After returning to the house, they release the fireflies into the room:

       lying on tatami / in a room full of fireflies / the evening cool

       In the darkened room, we drink sake and talk softly, speak of gentle things, the
importance of  friendship, the natural abundance of life….

       When it’s finally time to retire, Murayama-san opens the shoji and releases the fireflies
into the night. By morning they will have scattered far and wide, specks of darkness
against the overcast sky.

An additional accomplishment is Chula’s skill at drawing the reader into the unfamiliar, crafting present-tense descriptions that make the reader feel they are sharing her experiences and feelings in real time rather than in the past.

Yet another impressive element of this collection is Chula’s decision to construct the book in two parts. The first focuses on her life in Kyoto during the 1980s. The second part describes the return trip she took with her husband in 1997. After immersing the reader in her Japanese life, this second part skillfully conveys Chula’s feelings when encountering the many changes and losses that have occurred after only five years away. Readers, too, will find themselves emotionally impacted by these changes.

One of the most heartfelt sections of the book is its final series of haibun focusing on Chula’s ikebana sensei (flower arrangement teacher), with whom she studied for the entire twelve years she lived in Japan. On returning to Kyoto, Chula learns that Sensei has Alzheimer’s and visits her in the Alzheimer’s Home only to realize that her teacher has no memory. It is a poignant conclusion to a collection that preserves Chula’s memories of her life in Japan and the changes that occur there once she leaves. Chula’s memories of Sensei and of Kyoto will not be lost as the student returns to Oregon and carries on the tradition of the teacher: clipping camellias /with Sensei’s old scissors /a new year begins.
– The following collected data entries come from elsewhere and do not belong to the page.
//! Provider construction.
//!
//! The engine builds providers through this trait so mode-switching logic
//! can be exercised in tests without network access or model weights.

use std::sync::Arc;

use candle_core::Device;

use super::local::LocalProvider;
use super::remote::RemoteProvider;
use super::traits::{EmbeddingProvider, ProviderResult};
use crate::config::{RemoteSettings, RetrySettings};
use crate::registry::ModelDescriptor;

/// Constructs embedding providers.
pub trait ProviderFactory: Send + Sync {
    /// Builds a remote provider. A per-call key override takes precedence
    /// over the configured credential.
    fn remote(
        &self,
        settings: &RemoteSettings,
        retry: &RetrySettings,
        api_key_override: Option<&str>,
    ) -> ProviderResult<Arc<dyn EmbeddingProvider>>;

    /// Builds a local provider, loading weights onto the given device.
    fn local(
        &self,
        descriptor: &ModelDescriptor,
        device: Device,
    ) -> ProviderResult<Arc<dyn EmbeddingProvider>>;
}

/// Production factory backed by [`RemoteProvider`] and [`LocalProvider`].
#[derive(Debug, Default)]
pub struct DefaultProviderFactory;

impl ProviderFactory for DefaultProviderFactory {
    fn remote(
        &self,
        settings: &RemoteSettings,
        retry: &RetrySettings,
        api_key_override: Option<&str>,
    ) -> ProviderResult<Arc<dyn EmbeddingProvider>> {
        let api_key = api_key_override.unwrap_or(&settings.api_key);
        let provider = RemoteProvider::new(
            api_key,
            &settings.base_url,
            &settings.model,
            retry.clone(),
        )?;
        Ok(Arc::new(provider))
    }

    fn local(
        &self,
        descriptor: &ModelDescriptor,
        device: Device,
    ) -> ProviderResult<Arc<dyn EmbeddingProvider>> {
        Ok(Arc::new(LocalProvider::load(descriptor, device)?))
    }
}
In many ways, this collection is like Sensei’s scissors: a haibun master at the height of her ability preserving stories of her time in Japan and modeling the many approaches to the haibun form for others to follow. Don’t miss this master at work. Firefly Lanterns is a wonderful collection I highly recommend.

Reviewer Bio:

Ce Rosenow’s books and chapbooks include The Backs of Angels, Even If, North Lake, Pacific, A Year Longer, and Spectral Forms. She is one of the eight authors of Beyond Within: A Collection of Rengay, and co-editor of The Next One Thousand Years, The Selected Poems of Cid Corman with Bob Arnold. She co-authored Care Ethics and Poetry with Maurice Hamington, and her book Lenard D. Moore and African American Haiku: Merging Traditions is forthcoming from Lexington Books. She is also the former President of the Haiku Society of America.